Theodore Payne Gallery
The 116-square-foot Theodore Payne Gallery at our Sun Valley headquarters is open to the public during business hours. Three exhibitions are offered each year, featuring contemporary, modern, and historic artists whose work is influenced by our state flora, landscape, and natural history.
Pat Pickett: Plants + Wind
May 11 through August 17, 2019
Opening reception, Saturday, May 11, 1:00-3:00 pm
with Artist Talk at 2:00 pm. Refreshments will be served.
All of the work in this exhibition was produced using chaparral plants on the grounds of the Theodore Payne Foundation in the late winter of 2018 and early spring of this year.
I’m an artist of the out-of-doors, sensibilities formed during a childhood in the woods and fields of Vermont. I am interested in the physicality and expressiveness of measurable circumstances, and in the accumulation of marks to create drawings.
This work, part of a long-running experimental drawing project, expresses the interaction between the force of the wind and a plant.
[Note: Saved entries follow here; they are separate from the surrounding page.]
//! Glyph rasterization for text shapes.

use ab_glyph::{Font, FontArc, OutlinedGlyph, PxScale, ScaleFont, point};
use sketchstudio_core::color::Color;
use sketchstudio_core::shapes::Text;
use tiny_skia::{ColorU8, Pixmap, PixmapPaint, Transform};

/// Lay out `text` line by line from its top-left corner and paint each
/// glyph's coverage in the text color.
pub(crate) fn draw_text(pixmap: &mut Pixmap, font: &FontArc, text: &Text, scale: f32) {
    let px = text.font_size as f32 * scale;
    let scaled = font.as_scaled(PxScale::from(px));
    let color = text.color().with_opacity(text.style.opacity);
    let line_height = text.line_height() as f32 * scale;
    let left = text.position.x as f32 * scale;
    let mut baseline = text.position.y as f32 * scale + scaled.ascent();

    for line in text.content.lines() {
        let mut caret = left;
        let mut previous = None;
        for ch in line.chars() {
            let id = scaled.glyph_id(ch);
            if let Some(prev) = previous {
                caret += scaled.kern(prev, id);
            }
            let glyph = id.with_scale_and_position(px, point(caret, baseline));
            caret += scaled.h_advance(id);
            previous = Some(id);
            if let Some(outlined) = font.outline_glyph(glyph) {
                blit_glyph(pixmap, &outlined, color);
            }
        }
        baseline += line_height;
    }
}

fn blit_glyph(pixmap: &mut Pixmap, glyph: &OutlinedGlyph, color: Color) {
    let bounds = glyph.px_bounds();
    let width = bounds.width().ceil() as u32;
    let height = bounds.height().ceil() as u32;
    let Some(mut coverage) = Pixmap::new(width, height) else {
        return;
    };

    let pixels = coverage.pixels_mut();
    glyph.draw(|x, y, c| {
        if let Some(px) = pixels.get_mut((y * width + x) as usize) {
            let alpha = (c.clamp(0.0, 1.0) * color.a as f32).round() as u8;
            *px = ColorU8::from_rgba(color.r, color.g, color.b, alpha).premultiply();
        }
    });

    pixmap.draw_pixmap(
        bounds.min.x as i32,
        bounds.min.y as i32,
        coverage.as_ref(),
        &PixmapPaint::default(),
        Transform::identity(),
        None,
    );
}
I attach a pen to end of a branch and position a drawing surface below in order to capture the branch movement when excited by the wind. Patterns emerge that are at once aesthetically pleasing and informative.
It began with wanting to get at the heart of the drawing impulse; an artist’s response to visual stimulus, and the characteristic marks that are the result. And I wanted to understand how I was seeing what I was seeing in a landscape. And what invisible forces are at work? And how do I make pictures of that?
In 1999, I was teaching art history to aeronautical engineering students and explaining the definition of each medium led me to define drawing as – a graphic reaction to phenomena, both seen and unseen, which results in expressive marks. I thought…what if I applied that definition to my invisible-forces-in-the-landscape problem? I looked beyond traditional artistic responses to light and its visual effects, to the environment for examples of forces that would only be made visible by their effects and corresponding response characteristics. For instance, what if trees reacting to the phenomena of wind made a halo of marks in the sky? I imagined visual residues accumulating around the branches of trees swaying in the wind. What if trees could make drawings?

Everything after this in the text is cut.